=== INFORMATION SUPPLIED ===

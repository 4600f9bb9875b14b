use base64::engine::general_purpose::STANDARD;
use base64::Engine as _;
use std::path::Path;

use super::client::{IdentifyError, IdentifyResult};

/// Image encodings the vision endpoint accepts
#[derive(Debug, Clone, Copy, PartialEq, Eq, Hash)]
pub enum ImageFormat {
    Jpeg,
    Png,
    Gif,
    Webp,
}

impl ImageFormat {
    pub fn from_extension(ext: &str) -> Option<Self> {
        match ext.to_lowercase().as_str() {
            "jpg" | "jpeg" => Some(Self::Jpeg),
            "png" => Some(Self::Png),
            "gif" => Some(Self::Gif),
            "webp" => Some(Self::Webp),
            _ => None,
        }
    }

    pub fn from_path(path: &Path) -> IdentifyResult<Self> {
        let ext = path
            .extension()
            .and_then(|e| e.to_str())
            .ok_or_else(|| IdentifyError::UnsupportedImageFormat("no extension".into()))?;

        Self::from_extension(ext).ok_or_else(|| IdentifyError::UnsupportedImageFormat(ext.into()))
    }

    pub const fn mime_type(self) -> &'static str {
        match self {
            Self::Jpeg => "image/jpeg",
            Self::Png => "image/png",
            Self::Gif => "image/gif",
            Self::Webp => "image/webp",
        }
    }
}

/// Image bytes ready to inline into a request
#[derive(Debug, Clone)]
pub struct EncodedImage {
    pub format: ImageFormat,
    pub base64: String,
}

impl EncodedImage {
    #[must_use]
    pub fn from_bytes(format: ImageFormat, bytes: &[u8]) -> Self {
        Self {
            format,
            base64: STANDARD.encode(bytes),
        }
    }

    /// Read and encode `path`; the format check happens before any I/O
    pub async fn load(path: &Path) -> IdentifyResult<Self> {
        let format = ImageFormat::from_path(path)?;
        let bytes = tokio::fs::read(path)
            .await
            .map_err(|source| IdentifyError::ReadImage {
                path: path.to_path_buf(),
                source,
            })?;

        Ok(Self::from_bytes(format, &bytes))
    }

    pub fn data_url(&self) -> String {
        format!("data:{};base64,{}", self.format.mime_type(), self.base64)
    }
}
//! Resource-tree provider boundary
//!
//! The dispatcher never talks to a transport directly; it goes through the
//! `ResourceTreeProvider` trait. Provider failures are opaque to the core
//! and surface as INTERNAL_SERVER_ERROR with the provider's message passed
//! through verbatim. `InMemoryResourceTree` is the bundled implementation,
//! backing tests and local simulation.

use crate::node::ResourceNode;
use crate::path::ResourcePath;
use serde_json::Value;
use std::collections::{BTreeMap, HashMap};
use std::sync::Mutex;
use thiserror::Error;

/// Failure reported by a resource-tree provider
#[derive(Debug, Error)]
#[error("{0}")]
pub struct ProviderError(pub String);

impl ProviderError {
    pub fn new(message: impl Into<String>) -> Self {
        ProviderError(message.into())
    }
}

/// Access to one device's live resource tree
pub trait ResourceTreeProvider: Send + Sync {
    /// Read the node addressed by `path`, `ResourceNode::Absent` if missing
    fn node(&self, device_id: &str, path: &ResourcePath)
        -> Result<ResourceNode, ProviderError>;

    /// Store a node at `path`; `replace` swaps the subtree, otherwise merges
    fn apply_write(
        &self,
        device_id: &str,
        path: &ResourcePath,
        node: ResourceNode,
        replace: bool,
    ) -> Result<(), ProviderError>;

    /// Trigger an executable resource
    fn execute(
        &self,
        device_id: &str,
        path: &ResourcePath,
        args: Option<&Value>,
    ) -> Result<(), ProviderError>;

    /// Add a new object instance
    fn create_instance(
        &self,
        device_id: &str,
        path: &ResourcePath,
        node: ResourceNode,
    ) -> Result<(), ProviderError>;

    /// Remove an object instance
    fn delete_instance(&self, device_id: &str, path: &ResourcePath)
        -> Result<(), ProviderError>;
}

type ObjectMap = BTreeMap<u16, ResourceNode>;

/// Provider holding every device tree in process memory
#[derive(Debug, Default)]
pub struct InMemoryResourceTree {
    devices: Mutex<HashMap<String, ObjectMap>>,
    executions: Mutex<Vec<(String, String)>>,
}

impl InMemoryResourceTree {
    pub fn new() -> Self {
        Self::default()
    }

    /// Install a device tree, replacing any previous one
    pub fn seed_device(&self, device_id: &str, objects: ObjectMap) {
        self.devices
            .lock()
            .expect("tree lock")
            .insert(device_id.to_string(), objects);
    }

    /// Executions recorded so far, as `(device, path)` pairs
    pub fn executions(&self) -> Vec<(String, String)> {
        self.executions.lock().expect("tree lock").clone()
    }

    fn with_objects<T>(
        &self,
        device_id: &str,
        body: impl FnOnce(&mut ObjectMap) -> Result<T, ProviderError>,
    ) -> Result<T, ProviderError> {
        let mut devices = self.devices.lock().expect("tree lock");
        let objects = devices
            .get_mut(device_id)
            .ok_or_else(|| ProviderError::new(format!("device {} is not connected", device_id)))?;
        body(objects)
    }
}

fn lookup<'a>(objects: &'a ObjectMap, path: &ResourcePath) -> Option<&'a ResourceNode> {
    let mut node = objects.get(&path.object_id())?;
    if let Some(instance_id) = path.instance_id() {
        let ResourceNode::Object { instances, .. } = node else {
            return None;
        };
        node = instances.get(&instance_id)?;
    }
    if let Some(resource_id) = path.resource_id() {
        let ResourceNode::ObjectInstance { resources, .. } = node else {
            return None;
        };
        node = resources.get(&resource_id)?;
    }
    if let Some(resource_instance_id) = path.resource_instance_id() {
        let ResourceNode::MultipleResource { instances, .. } = node else {
            return None;
        };
        node = instances.get(&resource_instance_id)?;
    }
    Some(node)
}

impl ResourceTreeProvider for InMemoryResourceTree {
    fn node(
        &self,
        device_id: &str,
        path: &ResourcePath,
    ) -> Result<ResourceNode, ProviderError> {
        self.with_objects(device_id, |objects| {
            Ok(lookup(objects, path).cloned().unwrap_or(ResourceNode::Absent))
        })
    }

    fn apply_write(
        &self,
        device_id: &str,
        path: &ResourcePath,
        node: ResourceNode,
        replace: bool,
    ) -> Result<(), ProviderError> {
        self.with_objects(device_id, |objects| {
            let missing =
                || ProviderError::new(format!("no node at {} to write into", path.render()));
            match (path.instance_id(), path.resource_id(), path.resource_instance_id()) {
                (Some(instance_id), None, None) => {
                    let ResourceNode::Object { instances, .. } =
                        objects.get_mut(&path.object_id()).ok_or_else(missing)?
                    else {
                        return Err(missing());
                    };
                    let node = match (replace, instances.get_mut(&instance_id), node) {
                        (false, Some(ResourceNode::ObjectInstance { resources, .. }),
                            ResourceNode::ObjectInstance { resources: new, .. }) => {
                            resources.extend(new);
                            return Ok(());
                        }
                        (_, _, node) => node,
                    };
                    instances.insert(instance_id, node);
                    Ok(())
                }
                (Some(instance_id), Some(resource_id), None) => {
                    let ResourceNode::Object { instances, .. } =
                        objects.get_mut(&path.object_id()).ok_or_else(missing)?
                    else {
                        return Err(missing());
                    };
                    let ResourceNode::ObjectInstance { resources, .. } =
                        instances.get_mut(&instance_id).ok_or_else(missing)?
                    else {
                        return Err(missing());
                    };
                    let node = match (replace, resources.get_mut(&resource_id), node) {
                        (false, Some(ResourceNode::MultipleResource { instances, .. }),
                            ResourceNode::MultipleResource { instances: new, .. }) => {
                            instances.extend(new);
                            return Ok(());
                        }
                        (_, _, node) => node,
                    };
                    resources.insert(resource_id, node);
                    Ok(())
                }
                (Some(instance_id), Some(resource_id), Some(resource_instance_id)) => {
                    let ResourceNode::Object { instances, .. } =
                        objects.get_mut(&path.object_id()).ok_or_else(missing)?
                    else {
                        return Err(missing());
                    };
                    let ResourceNode::ObjectInstance { resources, .. } =
                        instances.get_mut(&instance_id).ok_or_else(missing)?
                    else {
                        return Err(missing());
                    };
                    let ResourceNode::MultipleResource { instances: values, .. } =
                        resources.get_mut(&resource_id).ok_or_else(missing)?
                    else {
                        return Err(missing());
                    };
                    values.insert(resource_instance_id, node);
                    Ok(())
                }
                _ => Err(ProviderError::new(format!(
                    "cannot write whole object {}",
                    path.render()
                ))),
            }
        })
    }

    fn execute(
        &self,
        device_id: &str,
        path: &ResourcePath,
        _args: Option<&Value>,
    ) -> Result<(), ProviderError> {
        self.with_objects(device_id, |_| Ok(()))?;
        self.executions
            .lock()
            .expect("tree lock")
            .push((device_id.to_string(), path.render()));
        Ok(())
    }

    fn create_instance(
        &self,
        device_id: &str,
        path: &ResourcePath,
        node: ResourceNode,
    ) -> Result<(), ProviderError> {
        self.with_objects(device_id, |objects| {
            let instance_id = path
                .instance_id()
                .ok_or_else(|| ProviderError::new("instance id required for create"))?;
            let object = objects
                .entry(path.object_id())
                .or_insert_with(|| ResourceNode::Object {
                    id: path.object_id(),
                    instances: BTreeMap::new(),
                });
            let ResourceNode::Object { instances, .. } = object else {
                return Err(ProviderError::new(format!(
                    "node {} is not an object",
                    path.object_id()
                )));
            };
            instances.insert(instance_id, node);
            Ok(())
        })
    }

    fn delete_instance(
        &self,
        device_id: &str,
        path: &ResourcePath,
    ) -> Result<(), ProviderError> {
        self.with_objects(device_id, |objects| {
            let instance_id = path
                .instance_id()
                .ok_or_else(|| ProviderError::new("instance id required for delete"))?;
            let Some(ResourceNode::Object { instances, .. }) =
                objects.get_mut(&path.object_id())
            else {
                return Err(ProviderError::new(format!(
                    "object {} not present",
                    path.object_id()
                )));
            };
            instances
                .remove(&instance_id)
                .map(|_| ())
                .ok_or_else(|| {
                    ProviderError::new(format!("instance {} not present", path.render()))
                })
        })
    }
}

#[cfg(test)]
mod tests {
    use super::*;
    use crate::model::ResourceType;
    use crate::node::ResourceValue;

    fn seeded_tree() -> InMemoryResourceTree {
        let mut resources = BTreeMap::new();
        resources.insert(
            9,
            ResourceNode::single(9, ResourceType::Integer, ResourceValue::Integer(42)),
        );
        let mut instances = BTreeMap::new();
        instances.insert(0, ResourceNode::ObjectInstance { id: 0, resources });
        let mut objects = BTreeMap::new();
        objects.insert(3, ResourceNode::Object { id: 3, instances });

        let tree = InMemoryResourceTree::new();
        tree.seed_device("urn:dev-1", objects);
        tree
    }

    fn path(text: &str) -> ResourcePath {
        ResourcePath::parse(text).unwrap()
    }

    #[test]
    fn test_lookup_levels() {
        let tree = seeded_tree();
        assert!(matches!(
            tree.node("urn:dev-1", &path("/3")).unwrap(),
            ResourceNode::Object { .. }
        ));
        assert!(matches!(
            tree.node("urn:dev-1", &path("/3/0/9")).unwrap(),
            ResourceNode::SingleResource { .. }
        ));
        assert!(tree.node("urn:dev-1", &path("/3/1")).unwrap().is_absent());
        assert!(tree.node("urn:dev-1", &path("/5")).unwrap().is_absent());
    }

    #[test]
    fn test_unknown_device_is_provider_error() {
        let tree = seeded_tree();
        let err = tree.node("urn:ghost", &path("/3")).unwrap_err();
        assert!(err.to_string().contains("not connected"));
    }

    #[test]
    fn test_resource_write_replaces_value() {
        let tree = seeded_tree();
        tree.apply_write(
            "urn:dev-1",
            &path("/3/0/9"),
            ResourceNode::single(9, ResourceType::Integer, ResourceValue::Integer(90)),
            true,
        )
        .unwrap();
        assert_eq!(
            tree.node("urn:dev-1", &path("/3/0/9")).unwrap(),
            ResourceNode::single(9, ResourceType::Integer, ResourceValue::Integer(90))
        );
    }

    #[test]
    fn test_instance_update_merges_resources() {
        let tree = seeded_tree();
        let mut resources = BTreeMap::new();
        resources.insert(
            14,
            ResourceNode::single(
                14,
                ResourceType::String,
                ResourceValue::String("+5".to_string()),
            ),
        );
        tree.apply_write(
            "urn:dev-1",
            &path("/3/0"),
            ResourceNode::ObjectInstance { id: 0, resources },
            false,
        )
        .unwrap();
        // The untouched resource survives the merge.
        assert!(!tree.node("urn:dev-1", &path("/3/0/9")).unwrap().is_absent());
        assert!(!tree.node("urn:dev-1", &path("/3/0/14")).unwrap().is_absent());
    }

    #[test]
    fn test_create_and_delete_instance() {
        let tree = seeded_tree();
        tree.create_instance(
            "urn:dev-1",
            &path("/19/0"),
            ResourceNode::ObjectInstance {
                id: 0,
                resources: BTreeMap::new(),
            },
        )
        .unwrap();
        assert!(!tree.node("urn:dev-1", &path("/19/0")).unwrap().is_absent());
        tree.delete_instance("urn:dev-1", &path("/19/0")).unwrap();
        assert!(tree.node("urn:dev-1", &path("/19/0")).unwrap().is_absent());
    }

    #[test]
    fn test_execute_recorded() {
        let tree = seeded_tree();
        tree.execute("urn:dev-1", &path("/3/0/4"), None).unwrap();
        assert_eq!(
            tree.executions(),
            vec![("urn:dev-1".to_string(), "/3/0/4".to_string())]
        );
    }
}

===

Wherever the string "super" occurs in the records above, copy that line.

**ANSWER**:
use super::client::{IdentifyError, IdentifyResult};
    use super::*;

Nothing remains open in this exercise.